Many years ago, I telephoned a former client – a person with aphasia – to tell them our appointment time had changed. After several rings, the answering machine clicked on, and I heard her voice. Although it had been several months since the onset of her aphasia, she had not changed her message, and it was the before-person who told me she was not at home, but that my call was important, and asked me to leave a brief message. I hung up, and redialed. I listened again. Actually, I listened several times, attending to the tone and timbre of her voice, the lilt of intonation, the smile behind the words. This was a person I did not know: the before-person. I became a time traveller.

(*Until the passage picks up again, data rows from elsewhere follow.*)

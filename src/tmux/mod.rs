mod ansi;
mod client;
mod error;
mod heuristics;
mod hook;
mod parser;
mod resolver;
mod title;

pub use client::{TmuxClient, TmuxExecutor};
pub use error::TmuxError;
pub use heuristics::{last_line_is_prompt, BUSY_INDICATORS};

use serde::{Deserialize, Serialize};

/// Live activity state of a session
#[derive(Debug, Clone, Copy, PartialEq, Eq, Hash, Serialize, Deserialize, Default)]
pub enum SessionStatus {
    /// Nothing is happening, or the state could not be determined
    #[default]
    Idle,
    /// An agent is actively computing
    Running,
    /// An agent is waiting on human input
    Waiting,
    /// An agent reported an error
    Error,
}

impl SessionStatus {
    /// Glyph shown next to the session name
    pub fn icon(self) -> &'static str {
        match self {
            SessionStatus::Running => "●",
            SessionStatus::Waiting => "◐",
            SessionStatus::Idle => "○",
            SessionStatus::Error => "✗",
        }
    }
}

/// Represents a tmux session
#[derive(Debug, Clone, Default, PartialEq, Eq, Serialize, Deserialize)]
pub struct Session {
    /// Session name (unique key)
    pub name: String,
    /// Session ID (e.g., "$0")
    pub id: String,
    /// Working directory
    pub path: String,
    /// Whether any client is attached
    pub attached: bool,
    /// Unix timestamp of the last activity
    pub activity: i64,
    /// Resolved agent status
    pub status: SessionStatus,
    /// Detected AI model, empty for non-AI sessions
    pub ai_model: String,
    /// Short summary of what the agent last printed
    pub ai_summary: String,
    /// Group assigned by the session store, carried through untouched
    pub group_name: String,
    /// Position within the group, carried through untouched
    pub sort_order: i32,
}

impl Session {
    /// Activity age relative to `now`, e.g. "30s", "5m", "3h", "2d"
    pub fn relative_time(&self, now: i64) -> String {
        let secs = (now - self.activity).max(0);
        match secs {
            s if s < 60 => format!("{}s", s),
            s if s < 60 * 60 => format!("{}m", s / 60),
            s if s < 24 * 60 * 60 => format!("{}h", s / (60 * 60)),
            s => format!("{}d", s / (24 * 60 * 60)),
        }
    }
}

/// Runs tmux subcommands and returns their standard output
pub trait Executor: Send + Sync {
    fn execute(&self, args: &[&str]) -> Result<String, TmuxError>;
}

/// Current wall-clock time as unix seconds
pub fn unix_now() -> i64 {
    std::time::SystemTime::now()
        .duration_since(std::time::UNIX_EPOCH)
        .map(|d| d.as_secs() as i64)
        .unwrap_or(0)
}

I knew enough about her to imagine the before-person, busy with her art, her letters, her well-known dinner parties and close-knit family. But the voice…the words…these had been hard to imagine. Flowing effortlessly through the telephone wire, they transformed my current knowledge into the two moments of her life that distinguished her own memories.
Since then, there have been many such windows into the memories of the before-persons whom I meet across the therapy divide. It seems important to me to incorporate what was, with what is. There is a common cultural acknowledgement among aphasiologists that the person is still the same – that it is only the aphasia that is different. I don’t think that is true.
Aphasia changes things. Changes people. Changes relationships. The person after aphasia is very strongly influenced by the before-person. That is why it is so important to come to know him, too.